Don’t laugh — it could happen.
It’s depressing, really, because Thomas doesn’t deserve this. Maybe his strengths were magnified in the Celtics’ system — coach Brad Stevens has a knack for doing that — but Thomas has earned every nickel for which he’s played. He was the 60th pick in a draft in which nobody liked him. He was undervalued by Sacramento and discarded by Phoenix before finding a coach (Stevens) and a GM (Danny Ainge) who believed in him in Boston. They didn’t just give him playing time, either — he earned it.

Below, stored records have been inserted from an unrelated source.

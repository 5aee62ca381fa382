//! Tab-separated XYZ output.
//!
//! The artifact starts with the literal line `X\tY\tZ`, followed by one
//! `x\ty\tz` line per sample and no trailing newline.

use crate::bbox::Sample;
use crate::Result;
use std::io::Write;

/// Header line of every artifact.
pub const XYZ_HEADER: &str = "X\tY\tZ";

/// Streams samples as XYZ lines.
pub struct XyzWriter<W: Write> {
    writer: W,
    count: usize,
}

impl<W: Write> XyzWriter<W> {
    /// Write the header line and return the writer.
    pub fn new(mut writer: W) -> Result<Self> {
        writer.write_all(XYZ_HEADER.as_bytes())?;
        Ok(Self { writer, count: 0 })
    }

    /// Append one sample.
    pub fn write_sample(&mut self, sample: &Sample) -> Result<()> {
        // Records are newline-prefixed so the output never ends with one
        write!(self.writer, "\n{}\t{}\t{}", sample.x, sample.y, sample.z)?;
        self.count += 1;
        Ok(())
    }

    /// Drain a sample sequence, stopping at the first error.
    pub fn write_all<I>(&mut self, samples: I) -> Result<usize>
    where
        I: IntoIterator<Item = Result<Sample>>,
    {
        let mut written = 0;
        for sample in samples {
            self.write_sample(&sample?)?;
            written += 1;
        }
        Ok(written)
    }

    /// Number of samples written so far.
    pub fn count(&self) -> usize {
        self.count
    }

    /// Flush and return the inner writer.
    pub fn finish(mut self) -> Result<W> {
        self.writer.flush()?;
        Ok(self.writer)
    }
}

/// Render samples into an XYZ string.
pub fn to_xyz_string<I>(samples: I) -> Result<String>
where
    I: IntoIterator<Item = Sample>,
{
    let mut writer = XyzWriter::new(Vec::new())?;
    writer.write_all(samples.into_iter().map(Ok))?;
    let bytes = writer.finish()?;
    Ok(String::from_utf8_lossy(&bytes).into_owned())
}
use clap::Parser;
use demcrop_cli::{init_tracing, run, Cli};

fn main() -> anyhow::Result<()> {
    let cli = Cli::parse();
    init_tracing(&cli.log_level);
    run(&cli)?;
    Ok(())
}
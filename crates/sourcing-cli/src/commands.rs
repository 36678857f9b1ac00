//! Command handlers. Each runs against an established pool and prints a plain
//! text report to stdout.

use sourcing_core::{AppConfig, QueueBackend, RankingEntry};
use sourcing_db::AnalysisRow;
use sourcing_queue::{PgQueue, QueueGateway};
use sourcing_service::{AnalysisQueryService, RankingQueryService, SourcingOrchestrator};

/// Apply pending migrations and report how many ran.
///
/// # Errors
///
/// Returns an error if a migration fails.
pub(crate) async fn run_migrate(pool: &sqlx::PgPool) -> anyhow::Result<()> {
    let applied = sourcing_db::run_migrations(pool).await?;
    println!("applied {applied} migration(s)");
    Ok(())
}

/// Dispatch one keyword through the configured queue, exactly as the HTTP
/// endpoint does.
///
/// # Errors
///
/// Returns an error if the keyword is blank, the gateway cannot be built, or
/// the queue rejects the message.
pub(crate) async fn run_request(
    pool: &sqlx::PgPool,
    config: &AppConfig,
    keyword: &str,
) -> anyhow::Result<()> {
    let gateway = QueueGateway::from_config(config, pool)?;
    let backend = gateway.backend();
    let accepted = SourcingOrchestrator::new(gateway)
        .request_sourcing(Some(keyword))
        .await?;
    println!("queued '{}' via {backend} queue", accepted.keyword);
    Ok(())
}

/// Print the full ranking, or the per-category view when `category` is set.
///
/// # Errors
///
/// Returns an error if the database query fails.
pub(crate) async fn run_ranking(pool: &sqlx::PgPool, category: Option<&str>) -> anyhow::Result<()> {
    let service = RankingQueryService::new(pool.clone());
    let entries = service.get_ranking_by_category(category).await?;

    if entries.is_empty() {
        println!("no ranking stored; waiting for the worker's next ranking callback");
        return Ok(());
    }

    for line in format_ranking(&entries) {
        println!("{line}");
    }
    Ok(())
}

/// Print the `limit` most recent analyses.
///
/// # Errors
///
/// Returns an error if the database query fails.
pub(crate) async fn run_analyses(pool: &sqlx::PgPool, limit: i64) -> anyhow::Result<()> {
    if limit < 1 {
        anyhow::bail!("--limit must be at least 1, got {limit}");
    }

    let rows = AnalysisQueryService::new(pool.clone())
        .find_all_analysis(Some(limit))
        .await?;

    if rows.is_empty() {
        println!("no analyses stored yet");
        return Ok(());
    }

    for line in format_analyses(&rows) {
        println!("{line}");
    }
    Ok(())
}

/// Print the number of unacknowledged messages in the Postgres queue.
///
/// # Errors
///
/// Returns an error if the HTTP backend is configured (its depth is not
/// observable from here) or the count query fails.
pub(crate) async fn run_queue_depth(pool: &sqlx::PgPool, config: &AppConfig) -> anyhow::Result<()> {
    if config.queue_backend != QueueBackend::Postgres {
        anyhow::bail!(
            "queue-depth needs SOURCING_QUEUE_BACKEND=postgres (configured: {})",
            config.queue_backend
        );
    }

    let queue = PgQueue::new(pool.clone(), config.queue_name.clone());
    let pending = queue.pending_count().await?;
    println!("{pending} message(s) pending in '{}'", queue.queue_name());
    Ok(())
}

fn format_ranking(entries: &[RankingEntry]) -> Vec<String> {
    let mut lines = vec![format!("{:<6}{:<14}KEYWORD", "RANK", "SEARCH RATIO")];
    lines.extend(
        entries
            .iter()
            .map(|e| format!("{:<6}{:<14}{}", e.rank, e.search_ratio, e.keyword)),
    );
    lines
}

fn format_analyses(rows: &[AnalysisRow]) -> Vec<String> {
    let mut lines = vec![format!(
        "{:<18}{:<8}{:<12}{:<12}KEYWORD",
        "ANALYZED AT", "SCORE", "AVG PRICE", "LISTINGS"
    )];
    lines.extend(rows.iter().map(|r| {
        format!(
            "{:<18}{:<8}{:<12}{:<12}{}",
            r.analysis_date.format("%Y-%m-%d %H:%M"),
            r.sourcing_score,
            r.average_price,
            r.total_listings,
            r.search_keyword
        )
    }));
    lines
}
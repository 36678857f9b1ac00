pub mod analysis;
pub mod app_config;
pub mod config;
pub mod ranking;

use thiserror::Error;

pub use analysis::{AnalysisSubmission, NewAnalysis, TOP_ITEM_NAME_MAX_CHARS};
pub use app_config::{AppConfig, Environment, QueueBackend};
pub use config::{load_app_config, load_app_config_from_env, load_operator_config};
pub use ranking::{
    category_prefix, validate_ranking_batch, RankingEntry, RankingSnapshot, CATEGORY_VIEW_LIMIT,
};

#[derive(Debug, Error)]
pub enum ConfigError {
    #[error("missing required environment variable: {0}")]
    MissingEnvVar(String),
    #[error("invalid value for {var}: {reason}")]
    InvalidEnvVar { var: String, reason: String },
}

/// Malformed or missing required input. Never retried; raised before any side effect.
#[derive(Debug, Clone, Error, PartialEq, Eq)]
pub enum ValidationError {
    #[error("keyword must not be blank")]
    BlankKeyword,
    #[error("search_keyword is required")]
    MissingSearchKeyword,
    #[error("{field} must be non-negative, got {value}")]
    Negative { field: &'static str, value: i64 },
    #[error("{field} must be at most {max} characters")]
    TooLong { field: &'static str, max: usize },
    #[error("ranking batch must contain at least one entry")]
    EmptyRankingBatch,
    #[error("ranking entry {index}: rank must be at least 1, got {rank}")]
    InvalidRank { index: usize, rank: i32 },
}

/// Trim a submitted keyword and reject it when nothing is left.
///
/// # Errors
///
/// Returns [`ValidationError::BlankKeyword`] for `None`, empty, or whitespace-only input.
pub fn validate_keyword(raw: Option<&str>) -> Result<&str, ValidationError> {
    raw.map(str::trim)
        .filter(|k| !k.is_empty())
        .ok_or(ValidationError::BlankKeyword)
}
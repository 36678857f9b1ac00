//! Worker analysis callbacks and their validated, persistable form.

use serde::{de::Error as _, Deserialize, Deserializer};

use crate::ValidationError;

/// Column bound on `market_analysis.top_item_name`.
pub const TOP_ITEM_NAME_MAX_CHARS: usize = 500;

/// Raw analysis callback body as posted by the external worker.
///
/// Field names follow the worker's snake_case wire format; camelCase aliases
/// are accepted as well. `searchKeyword` and the legacy `keyword` (an older
/// name for the category) are separate fields so a payload may carry both
/// spellings; the snake_case value wins when both are present. Numeric
/// metrics accept fractional JSON numbers and truncate them toward zero. Any
/// `analysis_date` in the payload is ignored: the timestamp is assigned at
/// persistence time.
#[derive(Debug, Clone, Default, Deserialize)]
pub struct AnalysisSubmission {
    #[serde(default)]
    pub search_keyword: Option<String>,
    #[serde(default, rename = "searchKeyword")]
    pub search_keyword_camel: Option<String>,
    #[serde(default)]
    pub category: Option<String>,
    #[serde(default)]
    pub keyword: Option<String>,
    #[serde(default, alias = "averagePrice", deserialize_with = "lenient_i32")]
    pub average_price: Option<i32>,
    #[serde(default, alias = "lowestPrice", deserialize_with = "lenient_i32")]
    pub lowest_price: Option<i32>,
    #[serde(default, alias = "sampleCount", deserialize_with = "lenient_i32")]
    pub sample_count: Option<i32>,
    #[serde(default, alias = "topItemName")]
    pub top_item_name: Option<String>,
    #[serde(default, alias = "totalListings", deserialize_with = "lenient_i32")]
    pub total_listings: Option<i32>,
    #[serde(default, alias = "competitionLevel")]
    pub competition_level: Option<String>,
    #[serde(
        default,
        alias = "searchVolumeRatio",
        deserialize_with = "lenient_i32"
    )]
    pub search_volume_ratio: Option<i32>,
    #[serde(default, alias = "marketAttractiveness")]
    pub market_attractiveness: Option<String>,
    #[serde(default, alias = "sourcingScore", deserialize_with = "lenient_i32")]
    pub sourcing_score: Option<i32>,
}

#[derive(Deserialize)]
#[serde(untagged)]
enum WireNumber {
    Int(i64),
    Float(f64),
}

/// Accepts any JSON number that fits in `i32` after truncating its fraction.
fn lenient_i32<'de, D>(deserializer: D) -> Result<Option<i32>, D::Error>
where
    D: Deserializer<'de>,
{
    let Some(number) = Option::<WireNumber>::deserialize(deserializer)? else {
        return Ok(None);
    };

    let out_of_range = || D::Error::custom("number does not fit in a 32-bit integer");
    match number {
        WireNumber::Int(v) => i32::try_from(v).map(Some).map_err(|_| out_of_range()),
        WireNumber::Float(v) => {
            let truncated = v.trunc();
            if truncated.is_finite()
                && truncated >= f64::from(i32::MIN)
                && truncated <= f64::from(i32::MAX)
            {
                #[allow(clippy::cast_possible_truncation)]
                let value = truncated as i32;
                Ok(Some(value))
            } else {
                Err(out_of_range())
            }
        }
    }
}

/// A validated analysis record, ready to be appended to the analysis store.
#[derive(Debug, Clone, PartialEq, Eq)]
pub struct NewAnalysis {
    pub search_keyword: String,
    pub category: Option<String>,
    pub average_price: i32,
    pub lowest_price: i32,
    pub sample_count: i32,
    pub top_item_name: Option<String>,
    pub total_listings: i32,
    pub competition_level: Option<String>,
    pub search_volume_ratio: i32,
    pub market_attractiveness: Option<String>,
    pub sourcing_score: i32,
}

impl AnalysisSubmission {
    /// Validate the callback and normalise it into a [`NewAnalysis`].
    ///
    /// Missing numbers default to zero and blank labels become `None`.
    ///
    /// # Errors
    ///
    /// - [`ValidationError::MissingSearchKeyword`] when `search_keyword` is absent or blank.
    /// - [`ValidationError::Negative`] for a negative price, count, or ratio.
    /// - [`ValidationError::TooLong`] when `top_item_name` exceeds
    ///   [`TOP_ITEM_NAME_MAX_CHARS`].
    pub fn validate(self) -> Result<NewAnalysis, ValidationError> {
        let search_keyword = non_blank(self.search_keyword)
            .or_else(|| non_blank(self.search_keyword_camel))
            .ok_or(ValidationError::MissingSearchKeyword)?;

        let average_price = non_negative("average_price", self.average_price)?;
        let lowest_price = non_negative("lowest_price", self.lowest_price)?;
        let sample_count = non_negative("sample_count", self.sample_count)?;
        let total_listings = non_negative("total_listings", self.total_listings)?;
        let search_volume_ratio = non_negative("search_volume_ratio", self.search_volume_ratio)?;

        let top_item_name = non_blank(self.top_item_name);
        if top_item_name
            .as_ref()
            .is_some_and(|name| name.chars().count() > TOP_ITEM_NAME_MAX_CHARS)
        {
            return Err(ValidationError::TooLong {
                field: "top_item_name",
                max: TOP_ITEM_NAME_MAX_CHARS,
            });
        }

        Ok(NewAnalysis {
            search_keyword,
            category: non_blank(self.category).or_else(|| non_blank(self.keyword)),
            average_price,
            lowest_price,
            sample_count,
            top_item_name,
            total_listings,
            competition_level: non_blank(self.competition_level),
            search_volume_ratio,
            market_attractiveness: non_blank(self.market_attractiveness),
            sourcing_score: self.sourcing_score.unwrap_or(0),
        })
    }
}

fn non_blank(value: Option<String>) -> Option<String> {
    value
        .map(|v| v.trim().to_owned())
        .filter(|v| !v.is_empty())
}

fn non_negative(field: &'static str, value: Option<i32>) -> Result<i32, ValidationError> {
    match value.unwrap_or(0) {
        v if v < 0 => Err(ValidationError::Negative {
            field,
            value: i64::from(v),
        }),
        v => Ok(v),
    }
}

“He’s a tough sucker, man,” former Celtics assistant coach Walter McCarty told Yahoo Sports. “He played through pain. He’d go down, he’d get right back up. IT is always IT. Win, lose, he’s the same giving, loving person. He worked hard. He was in the gym more than anybody. He put the time in. He did all the right things.”
Much of what’s happened the last 12 months has been out of Thomas’ control. Foregoing hip surgery last summer was puzzling — the two months spent figuring out if he would need it, more so — but doctors deemed it the right call. He struggled in Cleveland, but shaking off the rust for a team with a championship-or-bust mentality couldn’t have been easy. His insistence on taking a leadership position on a new team was grating, but the Cavs shipped Thomas to L.A. because he couldn’t play with LeBron James, not because he called out Kevin Love.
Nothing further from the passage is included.